### ACTIVITY
Each record below is to be output with no change at all.

--- DATA SECTION ---

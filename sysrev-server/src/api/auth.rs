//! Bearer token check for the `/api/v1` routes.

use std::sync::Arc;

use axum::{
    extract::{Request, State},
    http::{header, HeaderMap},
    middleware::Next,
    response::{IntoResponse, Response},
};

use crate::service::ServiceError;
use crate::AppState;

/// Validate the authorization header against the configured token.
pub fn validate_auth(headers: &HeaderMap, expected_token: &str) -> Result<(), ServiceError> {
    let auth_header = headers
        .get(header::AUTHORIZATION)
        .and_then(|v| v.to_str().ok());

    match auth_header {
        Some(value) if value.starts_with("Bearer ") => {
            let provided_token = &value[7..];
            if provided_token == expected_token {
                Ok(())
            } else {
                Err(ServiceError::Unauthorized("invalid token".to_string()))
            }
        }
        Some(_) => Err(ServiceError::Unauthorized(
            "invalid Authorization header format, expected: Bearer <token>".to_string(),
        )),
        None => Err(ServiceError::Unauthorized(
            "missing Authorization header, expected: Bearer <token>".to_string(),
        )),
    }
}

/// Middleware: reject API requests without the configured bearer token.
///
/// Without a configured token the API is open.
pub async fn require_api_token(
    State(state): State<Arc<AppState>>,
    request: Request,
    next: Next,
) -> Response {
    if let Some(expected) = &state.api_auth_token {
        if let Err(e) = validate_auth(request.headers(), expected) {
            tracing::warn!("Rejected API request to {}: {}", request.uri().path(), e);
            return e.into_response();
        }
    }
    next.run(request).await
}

---

### OUTPUT
filename sysrev-server/src/api/auth.rs
//! Bearer token check for the `/api/v1` routes.

use std::sync::Arc;

use axum::{
    extract::{Request, State},
    http::{header, HeaderMap},
    middleware::Next,
    response::{IntoResponse, Response},
};

use crate::service::ServiceError;
use crate::AppState;

/// Validate the authorization header against the configured token.
pub fn validate_auth(headers: &HeaderMap, expected_token: &str) -> Result<(), ServiceError> {
    let auth_header = headers
        .get(header::AUTHORIZATION)
        .and_then(|v| v.to_str().ok());

    match auth_header {
        Some(value) if value.starts_with("Bearer ") => {
            let provided_token = &value[7..];
            if provided_token == expected_token {
                Ok(())
            } else {
                Err(ServiceError::Unauthorized("invalid token".to_string()))
            }
        }
        Some(_) => Err(ServiceError::Unauthorized(
            "invalid Authorization header format, expected: Bearer <token>".to_string(),
        )),
        None => Err(ServiceError::Unauthorized(
            "missing Authorization header, expected: Bearer <token>".to_string(),
        )),
    }
}

/// Middleware: reject API requests without the configured bearer token.
///
/// Without a configured token the API is open.
pub async fn require_api_token(
    State(state): State<Arc<AppState>>,
    request: Request,
    next: Next,
) -> Response {
    if let Some(expected) = &state.api_auth_token {
        if let Err(e) = validate_auth(request.headers(), expected) {
            tracing::warn!("Rejected API request to {}: {}", request.uri().path(), e);
            return e.into_response();
        }
    }
    next.run(request).await
}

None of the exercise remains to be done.